Try it. Please copy exactly the lines from the top of the data through the line containing "Command::Forget(ref args) =>", and nothing else.
START Source material
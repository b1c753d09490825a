mod cli;
mod commands;
mod config;
mod error;
mod manifest;
mod output;
mod state;

use clap::Parser;
use tracing_subscriber::EnvFilter;

use dirplug_core::PluginController;

use crate::cli::{Cli, Command};
use crate::error::CliError;

#[tokio::main]
async fn main() {
    let cli = Cli::parse();

    init_tracing(cli.global.verbose);

    // Dispatch and handle errors with proper exit codes
    if let Err(err) = run(cli).await {
        let code = err.exit_code();
        eprintln!("{:?}", miette::Report::new(err));
        std::process::exit(code);
    }
}

fn init_tracing(verbosity: u8) {
    let filter = match verbosity {
        0 => "warn",
        1 => "info",
        2 => "debug",
        _ => "trace",
    };

    tracing_subscriber::fmt()
        .with_env_filter(
            EnvFilter::try_from_default_env().unwrap_or_else(|_| EnvFilter::new(filter)),
        )
        .with_target(false)
        .with_writer(std::io::stderr)
        .init();
}

async fn run(cli: Cli) -> Result<(), CliError> {
    match cli.command {
        // Offline commands: no server connection
        Command::Config(ref args) => commands::config_cmd::handle(args, &cli.global),
        Command::Variants(ref args) => commands::variants::handle(args, &cli.global),
        Command::Forget(ref args) => commands::forget::handle(args, &cli.global),

        Command::Completions(ref args) => {
            use clap::CommandFactory;
            use clap_complete::generate;

            let mut cmd = Cli::command();
            generate(args.shell, &mut cmd, "dirplug", &mut std::io::stdout());
            Ok(())
        }

        cmd => {
            let controller_config = config::build_controller_config(&cli.global)?;
            tracing::debug!(server = %controller_config.url, "connecting");
            let controller = PluginController::new(controller_config)?;

            tracing::debug!(command = ?cmd, "dispatching command");
            commands::dispatch(cmd, &controller, &cli.global).await
        }
    }
}
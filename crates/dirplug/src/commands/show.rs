//! `show`: one plugin as the server reports it.

use std::fmt::Write as _;

use serde::Serialize;
use serde_json::{Map, Value};

use dirplug_core::{ObservedPlugin, PluginController, PluginKind};

use crate::cli::{GlobalOpts, ShowArgs};
use crate::error::CliError;
use crate::output;

/// Display form of a decoded plugin with sensitive values masked.
#[derive(Debug, Serialize)]
struct PluginView {
    id: String,
    variant: PluginKind,
    attributes: Map<String, Value>,
}

impl From<&ObservedPlugin> for PluginView {
    fn from(plugin: &ObservedPlugin) -> Self {
        let attributes = plugin
            .attributes
            .iter()
            .map(|(name, value)| {
                let sensitive = plugin
                    .kind
                    .descriptor()
                    .attribute(name)
                    .is_some_and(|a| a.sensitive);
                let json = if sensitive && !value.is_absent() {
                    Value::String(output::MASK.into())
                } else {
                    value.to_json()
                };
                (name.to_owned(), json)
            })
            .collect();
        Self {
            id: plugin.id.clone(),
            variant: plugin.kind,
            attributes,
        }
    }
}

fn detail(plugin: &ObservedPlugin) -> String {
    let width = plugin
        .attributes
        .iter()
        .map(|(name, _)| name.len())
        .max()
        .unwrap_or(0);

    let mut out = String::new();
    let _ = writeln!(out, "{:<width$}  {}", "id", plugin.id);
    let _ = writeln!(out, "{:<width$}  {}", "variant", plugin.kind);
    let _ = writeln!(out);
    for (name, value) in plugin.attributes.iter() {
        let _ = writeln!(
            out,
            "{name:<width$}  {}",
            output::display_value(plugin.kind, name, value)
        );
    }
    out.trim_end().to_owned()
}

pub async fn handle(
    controller: &PluginController,
    args: &ShowArgs,
    global: &GlobalOpts,
) -> Result<(), CliError> {
    let plugin = controller
        .read(&args.id)
        .await?
        .ok_or_else(|| CliError::NotFound {
            resource_type: "plugin".into(),
            identifier: args.id.clone(),
            list_command: "list".into(),
        })?;

    let out = output::render_single(
        &global.output,
        &PluginView::from(&plugin),
        |_| detail(&plugin),
        |v| v.id.clone(),
    );
    output::print_output(&out, global.quiet);
    Ok(())
}
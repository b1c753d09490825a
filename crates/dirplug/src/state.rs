//! Local tracking of managed plugins.
//!
//! A JSON file listing every plugin this tool has created or adopted,
//! with the state last read back from the server. Only tracked objects
//! (adopted or managed) are kept; deleted and forgotten ones are dropped.

use std::collections::BTreeMap;
use std::path::{Path, PathBuf};

use serde::{Deserialize, Serialize};
use tracing::debug;

use dirplug_core::ManagedObject;

use crate::error::CliError;

const FORMAT_VERSION: u32 = 1;

#[derive(Debug, Serialize, Deserialize)]
struct Document {
    version: u32,
    #[serde(default)]
    plugins: Vec<ManagedObject>,
}

/// The tracking file, loaded into memory and keyed by plugin id.
#[derive(Debug)]
pub struct StateFile {
    path: PathBuf,
    objects: BTreeMap<String, ManagedObject>,
}

impl StateFile {
    /// Load the file at `path`. A missing file is an empty state.
    pub fn load(path: &Path) -> Result<Self, CliError> {
        let objects = match std::fs::read_to_string(path) {
            Ok(contents) => {
                let doc: Document =
                    serde_json::from_str(&contents).map_err(|e| CliError::State {
                        path: path.display().to_string(),
                        reason: e.to_string(),
                    })?;
                if doc.version != FORMAT_VERSION {
                    return Err(CliError::State {
                        path: path.display().to_string(),
                        reason: format!("unsupported format version {}", doc.version),
                    });
                }
                doc.plugins
                    .into_iter()
                    .map(|obj| (obj.id.clone(), obj))
                    .collect()
            }
            Err(e) if e.kind() == std::io::ErrorKind::NotFound => {
                debug!(path = %path.display(), "no state file yet");
                BTreeMap::new()
            }
            Err(e) => return Err(e.into()),
        };
        Ok(Self {
            path: path.to_path_buf(),
            objects,
        })
    }

    /// Write the file back, creating parent directories as needed.
    pub fn save(&self) -> Result<(), CliError> {
        if let Some(parent) = self.path.parent() {
            std::fs::create_dir_all(parent)?;
        }
        let doc = Document {
            version: FORMAT_VERSION,
            plugins: self.objects.values().cloned().collect(),
        };
        let json = serde_json::to_string_pretty(&doc)?;

        // Write-then-rename so an interrupted save never truncates the file.
        let tmp = self.path.with_extension("json.tmp");
        std::fs::write(&tmp, json)?;
        std::fs::rename(&tmp, &self.path)?;
        debug!(path = %self.path.display(), objects = self.objects.len(), "state saved");
        Ok(())
    }

    pub fn path(&self) -> &Path {
        &self.path
    }

    pub fn get(&self, id: &str) -> Option<&ManagedObject> {
        self.objects.get(id)
    }

    /// Record `object`, or drop it if it is no longer tracked.
    pub fn record(&mut self, object: ManagedObject) {
        if object.state.is_tracked() {
            self.objects.insert(object.id.clone(), object);
        } else {
            self.objects.remove(&object.id);
        }
    }

    pub fn remove(&mut self, id: &str) -> Option<ManagedObject> {
        self.objects.remove(id)
    }

    /// Tracked objects in id order.
    pub fn iter(&self) -> impl Iterator<Item = &ManagedObject> {
        self.objects.values()
    }
}
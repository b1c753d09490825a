// ── Managed object lifecycle ──
//
// Local tracking for plugins under management. An object starts
// Unmanaged on the server, becomes Adopted on its first reconciliation,
// Managed afterwards, and ends Deleted or back to Unmanaged (edit-only
// variants are forgotten, never deleted).

use chrono::{DateTime, Utc};
use serde::{Deserialize, Serialize};

use crate::model::ObservedSnapshot;
use crate::operation::Operation;
use crate::registry::{DeletionPolicy, PluginKind};

#[derive(
    Debug, Clone, Copy, PartialEq, Eq, Default, Serialize, Deserialize, strum::Display,
)]
#[serde(rename_all = "kebab-case")]
#[strum(serialize_all = "kebab-case")]
pub enum LifecycleState {
    /// Exists remotely, not under local control.
    #[default]
    Unmanaged,
    /// First reconciliation against a pre-existing object has run.
    Adopted,
    /// Created here, or reconciled again after adoption.
    Managed,
    /// Removed from the server.
    Deleted,
}

impl LifecycleState {
    /// The state after a successful update or adoption.
    pub fn after_update(self) -> Self {
        match self {
            Self::Unmanaged => Self::Adopted,
            Self::Adopted | Self::Managed => Self::Managed,
            Self::Deleted => Self::Deleted,
        }
    }

    /// The state after removal under the variant's deletion policy.
    pub fn after_removal(policy: DeletionPolicy) -> Self {
        match policy {
            DeletionPolicy::Delete => Self::Deleted,
            DeletionPolicy::Forget => Self::Unmanaged,
        }
    }

    pub fn is_tracked(self) -> bool {
        matches!(self, Self::Adopted | Self::Managed)
    }
}

/// One locally tracked plugin and the last state read back for it.
#[derive(Debug, Clone, PartialEq, Serialize, Deserialize)]
pub struct ManagedObject {
    pub id: String,
    pub kind: PluginKind,
    pub state: LifecycleState,
    pub observed: ObservedSnapshot,
    pub last_applied: DateTime<Utc>,
}

impl ManagedObject {
    pub fn new(id: String, kind: PluginKind, state: LifecycleState, observed: ObservedSnapshot) -> Self {
        Self {
            id,
            kind,
            state,
            observed,
            last_applied: Utc::now(),
        }
    }
}

/// What applying a desired plugin will do.
#[derive(Debug, Clone, PartialEq, Eq, Serialize)]
#[serde(tag = "action", rename_all = "kebab-case")]
pub enum PlannedChange {
    /// Absent remotely; will be added.
    Create,
    /// Exists remotely but untracked; take over and converge it.
    Adopt { ops: Vec<Operation> },
    /// Tracked and drifted.
    Update { ops: Vec<Operation> },
    NoChange,
    /// Tracked but no longer declared; will be removed remotely.
    Delete,
    /// Tracked edit-only object no longer declared; tracking is dropped.
    Forget,
}

impl PlannedChange {
    pub fn label(&self) -> &'static str {
        match self {
            Self::Create => "create",
            Self::Adopt { .. } => "adopt",
            Self::Update { .. } => "update",
            Self::NoChange => "no-change",
            Self::Delete => "delete",
            Self::Forget => "forget",
        }
    }

    pub fn operations(&self) -> &[Operation] {
        match self {
            Self::Adopt { ops } | Self::Update { ops } => ops,
            _ => &[],
        }
    }

    /// Whether executing this change touches the server.
    pub fn is_remote(&self) -> bool {
        match self {
            Self::Create | Self::Delete => true,
            Self::Adopt { ops } | Self::Update { ops } => !ops.is_empty(),
            Self::NoChange | Self::Forget => false,
        }
    }
}

/// Outcome of a removal request.
#[derive(Debug, Clone, Copy, PartialEq, Eq)]
pub enum Removal {
    Deleted,
    /// The server had already lost the object.
    AlreadyGone,
    Forgotten,
}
END Source material
Solution to this problem.
repository b1c753d09490825a
mod cli;
mod commands;
mod config;
mod error;
mod manifest;
mod output;
mod state;

use clap::Parser;
use tracing_subscriber::EnvFilter;

use dirplug_core::PluginController;

use crate::cli::{Cli, Command};
use crate::error::CliError;

#[tokio::main]
async fn main() {
    let cli = Cli::parse();

    init_tracing(cli.global.verbose);

    // Dispatch and handle errors with proper exit codes
    if let Err(err) = run(cli).await {
        let code = err.exit_code();
        eprintln!("{:?}", miette::Report::new(err));
        std::process::exit(code);
    }
}

fn init_tracing(verbosity: u8) {
    let filter = match verbosity {
        0 => "warn",
        1 => "info",
        2 => "debug",
        _ => "trace",
    };

    tracing_subscriber::fmt()
        .with_env_filter(
            EnvFilter::try_from_default_env().unwrap_or_else(|_| EnvFilter::new(filter)),
        )
        .with_target(false)
        .with_writer(std::io::stderr)
        .init();
}

async fn run(cli: Cli) -> Result<(), CliError> {
    match cli.command {
        // Offline commands: no server connection
        Command::Config(ref args) => commands::config_cmd::handle(args, &cli.global),
        Command::Variants(ref args) => commands::variants::handle(args, &cli.global),
        Command::Forget(ref args) => commands::forget::handle(args, &cli.global),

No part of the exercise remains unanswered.